Exact matching for certain phrases

Hi all,

I’m Vijay, Product Manager for Apartment Therapy and The Kitchn. I am wondering how to handle a specific case where Algolia seems to be searching for two words in a phrase separately instead of as a single string.

For example, a user searches for baked beans. Instead of ranking results where both words are stringed together (i.e. “baked beans”), Algolia seems to be ranking results where baked and beans are searched as separate terms.

The effect is that a user sees a result for Recipe: Oven-Baked Green Bean Fries (because it has both “baked” and “bean”) far above a result for Family Recipe: Baked Beans with Pineapple and Bacon.

Does anyone have ideas of settings I could tweak to solve this?
Thanks!

2 Likes

Hi Vijay!

Thanks for your question!

Tell us, what customizations have you done to the ranking formula?

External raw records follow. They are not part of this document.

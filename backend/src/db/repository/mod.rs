//! Repository traits for abstracting document storage.
//!
//! These traits define the interface for all store operations, allowing
//! different implementations (PostgreSQL, in-memory) to be swapped via
//! dependency injection.
//!
//! # Thread Safety
//! Implementations must be `Send + Sync` so a single instance can be shared
//! by every request handler.
//!
//! # Identifiers
//! Every document returned by a repository carries its identifier under
//! `_id` as a string.

use std::future::Future;
use std::time::Duration;

use async_trait::async_trait;

use super::document::{Document, DocumentId, Filter, ResourceKind};

pub mod error;

pub use error::{ErrorContext, RepositoryError, RepositoryResult};

/// Core document operations, parameterized by collection.
#[async_trait]
pub trait DocumentRepository: Send + Sync {
    /// Short name of the backend, for logs and diagnostics.
    fn backend_name(&self) -> &'static str;

    /// Check if the store is reachable.
    ///
    /// # Returns
    /// - `Ok(true)` if the store answered
    /// - `Ok(false)` if the store is known to be unhealthy
    /// - `Err(RepositoryError)` if the check itself failed
    async fn health_check(&self) -> RepositoryResult<bool>;

    /// Insert a document and return its newly assigned identifier.
    ///
    /// Any `_id` already present in `document` is ignored.
    async fn insert_document(
        &self,
        kind: ResourceKind,
        document: Document,
    ) -> RepositoryResult<DocumentId>;

    /// All documents of `kind` matching `filter`, in insertion order.
    async fn find_documents(
        &self,
        kind: ResourceKind,
        filter: &Filter,
    ) -> RepositoryResult<Vec<Document>>;

    /// The document of `kind` with the given identifier, if any.
    async fn find_document_by_id(
        &self,
        kind: ResourceKind,
        id: DocumentId,
    ) -> RepositoryResult<Option<Document>>;

    /// Number of documents stored under `kind`.
    async fn count_documents(&self, kind: ResourceKind) -> RepositoryResult<u64>;

    /// Names of the collections that currently hold at least one document.
    async fn list_collections(&self) -> RepositoryResult<Vec<String>>;
}

/// Operations on collections that hold at most one logical document.
#[async_trait]
pub trait SingletonRepository: Send + Sync {
    /// The first document of `kind`, if one exists.
    async fn find_singleton(&self, kind: ResourceKind) -> RepositoryResult<Option<Document>>;

    /// Merge `fields` into the document of `kind`, creating it if absent.
    ///
    /// Fields not present in `fields` keep their stored values.
    async fn upsert_singleton(&self, kind: ResourceKind, fields: Document)
        -> RepositoryResult<()>;
}

/// Everything the application needs from a store.
pub trait FullRepository: DocumentRepository + SingletonRepository {}

impl<T> FullRepository for T where T: DocumentRepository + SingletonRepository {}

/// Run `operation` to completion or fail with a retryable `TimeoutError`
/// once `deadline` has passed.
///
/// Dropping a future built on `spawn_blocking` does not stop the blocking
/// work; backends pair this with a server-side timeout.
pub async fn with_deadline<T, F>(deadline: Duration, operation: &str, fut: F) -> RepositoryResult<T>
where
    F: Future<Output = RepositoryResult<T>>,
{
    match tokio::time::timeout(deadline, fut).await {
        Ok(result) => result,
        Err(_) => Err(RepositoryError::timeout_with_context(
            format!("Store did not answer within {} ms", deadline.as_millis()),
            ErrorContext::new(operation),
        )),
    }
}
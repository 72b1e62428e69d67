//! Database configuration and environment variable handling.

use std::env;

/// Configuration for connecting to Postgres.
#[derive(Debug, Clone, PartialEq)]
pub struct PostgresConfig {
    /// Database connection URL
    pub database_url: String,
    /// Database name; replaces the database segment of `database_url` when set
    pub database_name: Option<String>,
    /// Maximum number of connections in the pool
    pub max_pool_size: u32,
    /// Minimum number of connections in the pool
    pub min_pool_size: u32,
    /// Connection timeout in seconds
    pub connection_timeout_sec: u64,
    /// Idle connection timeout in seconds
    pub idle_timeout_sec: u64,
    /// Maximum number of retry attempts for transient failures
    pub max_retries: u32,
    /// Initial retry delay in milliseconds (doubles with each retry)
    pub retry_delay_ms: u64,
    /// Server-side `statement_timeout` applied to every pooled connection
    pub statement_timeout_ms: u64,
    /// Upper bound on one repository call, retries included
    pub operation_timeout_ms: u64,
}

impl Default for PostgresConfig {
    fn default() -> Self {
        Self {
            database_url: String::new(),
            database_name: None,
            max_pool_size: 10,
            min_pool_size: 1,
            connection_timeout_sec: 30,
            idle_timeout_sec: 600,
            max_retries: 3,
            retry_delay_ms: 100,
            statement_timeout_ms: 15_000,
            operation_timeout_ms: 60_000,
        }
    }
}

fn env_or<T: std::str::FromStr>(name: &str, default: T) -> T {
    env::var(name)
        .ok()
        .and_then(|v| v.trim().parse::<T>().ok())
        .unwrap_or(default)
}

impl PostgresConfig {
    /// Create configuration from environment variables.
    ///
    /// # Environment Variables
    /// - `DATABASE_URL` or `PG_DATABASE_URL`: Connection string (required)
    /// - `DATABASE_NAME`: Database name override (optional)
    /// - `PG_POOL_MAX`: Maximum pool size (default: 10)
    /// - `PG_POOL_MIN`: Minimum pool size (default: 1)
    /// - `PG_CONN_TIMEOUT_SEC`: Connection timeout in seconds (default: 30)
    /// - `PG_IDLE_TIMEOUT_SEC`: Idle connection timeout in seconds (default: 600)
    /// - `PG_MAX_RETRIES`: Maximum retry attempts (default: 3)
    /// - `PG_RETRY_DELAY_MS`: Initial retry delay in milliseconds (default: 100)
    /// - `PG_STATEMENT_TIMEOUT_MS`: Per-statement timeout (default: 15000)
    /// - `PG_OPERATION_TIMEOUT_MS`: Per-call deadline, retries included (default: 60000)
    ///
    /// # Errors
    /// Returns an error if no connection string is set.
    pub fn from_env() -> Result<Self, String> {
        let database_url = env::var("DATABASE_URL")
            .or_else(|_| env::var("PG_DATABASE_URL"))
            .ok()
            .filter(|url| !url.trim().is_empty())
            .ok_or_else(|| "DATABASE_URL or PG_DATABASE_URL must be set".to_string())?;

        let database_name = env::var("DATABASE_NAME")
            .ok()
            .filter(|name| !name.trim().is_empty());

        let defaults = Self::default();
        Ok(Self {
            database_url,
            database_name,
            max_pool_size: env_or("PG_POOL_MAX", defaults.max_pool_size),
            min_pool_size: env_or("PG_POOL_MIN", defaults.min_pool_size),
            connection_timeout_sec: env_or("PG_CONN_TIMEOUT_SEC", defaults.connection_timeout_sec),
            idle_timeout_sec: env_or("PG_IDLE_TIMEOUT_SEC", defaults.idle_timeout_sec),
            max_retries: env_or("PG_MAX_RETRIES", defaults.max_retries),
            retry_delay_ms: env_or("PG_RETRY_DELAY_MS", defaults.retry_delay_ms),
            statement_timeout_ms: env_or("PG_STATEMENT_TIMEOUT_MS", defaults.statement_timeout_ms),
            operation_timeout_ms: env_or("PG_OPERATION_TIMEOUT_MS", defaults.operation_timeout_ms),
        })
    }

    /// Create a new configuration with a database URL.
    pub fn with_url(database_url: impl Into<String>) -> Self {
        Self {
            database_url: database_url.into(),
            ..Default::default()
        }
    }

    /// Set the database name override.
    pub fn with_database_name(mut self, name: impl Into<String>) -> Self {
        self.database_name = Some(name.into());
        self
    }

    /// The URL actually used to connect.
    ///
    /// When `database_name` is set it replaces the path segment of
    /// `database_url`; any query string is preserved.
    ///
    /// # Example
    /// ```
    /// use property_api::db::PostgresConfig;
    ///
    /// let config = PostgresConfig::with_url("postgres://u:p@localhost:5432/app?sslmode=disable")
    ///     .with_database_name("listings");
    /// assert_eq!(
    ///     config.connection_url(),
    ///     "postgres://u:p@localhost:5432/listings?sslmode=disable"
    /// );
    /// ```
    pub fn connection_url(&self) -> String {
        let Some(name) = self.database_name.as_deref() else {
            return self.database_url.clone();
        };

        let (base, query) = match self.database_url.split_once('?') {
            Some((base, query)) => (base, Some(query)),
            None => (self.database_url.as_str(), None),
        };

        // Keep scheme and authority; everything after the first path slash is the database
        let authority_start = base.find("://").map_or(0, |i| i + 3);
        let host_part = match base[authority_start..].find('/') {
            Some(slash) => &base[..authority_start + slash],
            None => base,
        };

        match query {
            Some(query) => format!("{}/{}?{}", host_part, name, query),
            None => format!("{}/{}", host_part, name),
        }
    }
}

#[cfg(test)]
mod tests {
    use super::*;

    #[test]
    fn test_connection_url_without_name_is_unchanged() {
        let config = PostgresConfig::with_url("postgres://localhost/app");
        assert_eq!(config.connection_url(), "postgres://localhost/app");
    }

    #[test]
    fn test_connection_url_replaces_database() {
        let config = PostgresConfig::with_url("postgres://u:p@db:5432/app").with_database_name("x");
        assert_eq!(config.connection_url(), "postgres://u:p@db:5432/x");
    }

    #[test]
    fn test_connection_url_appends_missing_database() {
        let config = PostgresConfig::with_url("postgres://db:5432").with_database_name("x");
        assert_eq!(config.connection_url(), "postgres://db:5432/x");

        let config =
            PostgresConfig::with_url("postgres://db:5432?sslmode=require").with_database_name("x");
        assert_eq!(config.connection_url(), "postgres://db:5432/x?sslmode=require");
    }

    #[test]
    fn test_defaults() {
        let config = PostgresConfig::default();
        assert_eq!(config.max_pool_size, 10);
        assert_eq!(config.min_pool_size, 1);
        assert_eq!(config.connection_timeout_sec, 30);
        assert_eq!(config.idle_timeout_sec, 600);
        assert_eq!(config.max_retries, 3);
        assert_eq!(config.retry_delay_ms, 100);
        assert_eq!(config.statement_timeout_ms, 15_000);
        assert_eq!(config.operation_timeout_ms, 60_000);
        assert!(config.database_name.is_none());
    }
}
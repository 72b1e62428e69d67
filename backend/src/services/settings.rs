//! Reading and updating the site settings document.

use log::debug;
use serde::{Deserialize, Serialize};

use crate::db::{services, FullRepository, RepositoryResult};
use crate::models::{AdminSettings, SettingsUpdate};

/// Settings as returned to clients.
///
/// `_id` is present only once a settings document has been stored.
#[derive(Debug, Clone, PartialEq, Serialize, Deserialize)]
pub struct SettingsView {
    #[serde(rename = "_id", default, skip_serializing_if = "Option::is_none")]
    pub id: Option<String>,
    #[serde(flatten)]
    pub settings: AdminSettings,
}

/// The stored settings, or the defaults when none are stored.
///
/// Never writes.
pub async fn read_settings<R: FullRepository + ?Sized>(repo: &R) -> RepositoryResult<SettingsView> {
    Ok(match services::find_singleton::<AdminSettings, _>(repo).await? {
        Some(stored) => SettingsView {
            id: Some(stored.id),
            settings: stored.record,
        },
        None => SettingsView {
            id: None,
            settings: AdminSettings::default(),
        },
    })
}

/// Merge the set fields of `update` into the settings and return the result.
///
/// An update with no fields set is a plain read.
pub async fn update_settings<R: FullRepository + ?Sized>(
    repo: &R,
    update: &SettingsUpdate,
) -> RepositoryResult<SettingsView> {
    if update.is_empty() {
        debug!("Empty settings update; returning current settings");
        return read_settings(repo).await;
    }

    services::upsert_singleton::<AdminSettings, _, _>(repo, update).await?;
    read_settings(repo).await
}
#[async_trait]
impl SingletonRepository for PostgresRepository {
    async fn find_singleton(&self, kind: ResourceKind) -> RepositoryResult<Option<Document>> {
        let row = self
            .with_conn(move |conn| {
                documents::table
                    .filter(documents::kind.eq(kind.collection_name()))
                    .order(documents::seq.asc())
                    .select(DocumentRow::as_select())
                    .first::<DocumentRow>(conn)
                    .optional()
                    .map_err(|e| map_diesel_error(e).with_operation("find_singleton"))
            })
            .await?;

        row.map(|row| row_to_document(kind, row)).transpose()
    }

    async fn upsert_singleton(
        &self,
        kind: ResourceKind,
        fields: Document,
    ) -> RepositoryResult<()> {
        let patch = strip_id(fields);

        self.with_conn(move |conn| {
            conn.transaction::<_, RepositoryError, _>(|tx| {
                // Serialize concurrent first writers so only one document is created
                sql_query("SELECT pg_advisory_xact_lock(hashtext($1))")
                    .bind::<Text, _>(kind.collection_name())
                    .execute(tx)?;

                let existing = documents::table
                    .filter(documents::kind.eq(kind.collection_name()))
                    .order(documents::seq.asc())
                    .select(documents::id)
                    .first::<uuid::Uuid>(tx)
                    .optional()?;

                match existing {
                    Some(id) => {
                        sql_query("UPDATE documents SET body = body || $1 WHERE id = $2")
                            .bind::<Jsonb, _>(patch.clone())
                            .bind::<SqlUuid, _>(id)
                            .execute(tx)?;
                    }
                    None => {
                        diesel::insert_into(documents::table)
                            .values(&NewDocumentRow {
                                id: *DocumentId::generate().as_uuid(),
                                kind: kind.collection_name().to_string(),
                                body: patch.clone(),
                            })
                            .execute(tx)?;
                    }
                }

                Ok(())
            })
            .map_err(|e| e.with_operation("upsert_singleton"))
        })
        .await?;

        debug!("Upserted {} singleton", kind);
        Ok(())
    }
}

By default, this behavior isn’t typical.

Thanks,
Jason

Hi Jason,

Thanks for the response. Here are the customizations I have made:

  1. Ranked searchable attributes
  2. Sort by Attribute = True, sorted by publish date in descending order
  3. Typo tolerance = true
  4. Min characters to accept 1 typo = 8
  5. Allow typos on numeric tokens = true
  6. Ignore plural = true
  7. Disable typo tolerance set for certain words
  8. Advanced syntax = true

Note: all of the things I’ve listed here are things that I’ve tried to modify or tweak and then see if this particular search improved. It did not. Here’s what I’m finding:

We are indexing posts on our site. I have the top searchable attribute set to be “categories.” The second attribute is “post title.” A post can have multiple categories assigned to it. In this case, it looks like what is happening is this:

  • when searching for “baked beans” it is ranking posts that have categories of “baked goods” and of “beans & lentils” above posts that have a post title with “baked beans” in the titl
  • because of that, I tried moving “post title” above “categories” in the searchable attribute ranking but this did nothing.

Consider me officially stumped =)

Happy Friday Vijay!

In our Support channel, an engineer answered your question and I wanted to have it here for visibility to the community should anyone else have a similar question:

I can think of at least two directions to help you solve this:

  1. Explicitly search for phrase queries

By default, words from the search query must all appear in a record for it to match, but they need not appear contiguously, nor even inside the same attribute for that matter. (Of course, if they do, they should rank higher—see point #2 below.)

You can however ask for two words to be contiguous by using the advanced syntax (see the advancedSyntax parameter) and surround the expression with double quotes.

If the query string is directly entered by your end-users, however, this may not be possible, so read on.

  1. Ensure proper ranking

By default, Algolia uses word proximity as one of the criteria in the ranking formula, which should ensure that contiguous words rank higher than non-contiguous words. If they don’t, it is likely that some other factor is interfering here. Most likely, your ranking formula contains other criteria before the “proximity” criterion that cause records to rank differently: for example, a sort by attribute, or geo location (if you are using geo search).

Check your ranking formula and let us know if we can be of more help.

Also, check out Ranking Guide to help you better understand how ranking works: https://www.algolia.com/doc/guides/relevance/ranking/

Hi Jason,

Thanks to a tip from your support team, I was able to track down what was going on. I put it in a screenshot here to explain:

It seemed that the crux of the issue was that I had “Sort by Attribute” = TRUE = search_published_at (a value for “publish date”), which meant that newer posts were being forcibly ranked above older posts, even if older posts were a more direct match to the words “baked beans.”

1 Like

Hello Vijay,

I would advise against tweaking the ranking formula in the way you described. The order of the criteria in the default formula has been carefully crafted, and unless you have compelling reasons to do so, it’s better left untouched. For example:

  • Having proximity before words means that, for a 3-word query, two contiguous words will rank higher than three non-contiguous words.
  • Having proximity before typo means that two contiguous misspelled words will rank higher than two non-contiguous correctly spelled words.

In most cases, this is not what better conveys the end user’s intent.

So, instead, I would advise using two separate indices using the master-replica feature:

  • One index (e.g. master) would have the default ranking formula.
  • One index (e.g. replica) would have a sort by attribute at the top-level.

You can read more about this in our Sorting Guide.

Hi Clement,

Thanks for the feedback. Let me try adjusting some of those things and see what happens. We very much value recency (newer posts) so I need to keep that in there somewhere.

In your idea of using a replica index, how would the user experience Master vs. Replica?

The idea would be to switch the targeted index depending on what sorting you need.

Please note that if you put sort by recency first, then textual relevance will only be taken into account if two articles have the exact publication date, which may not be very likely, depending on what is the precision of your timestamps (is it a date + time or just a date?).

If textual relevance matters, then I encourage to place the sort on recency in your custom ranking, which means it will come into play only for similarly relevant records.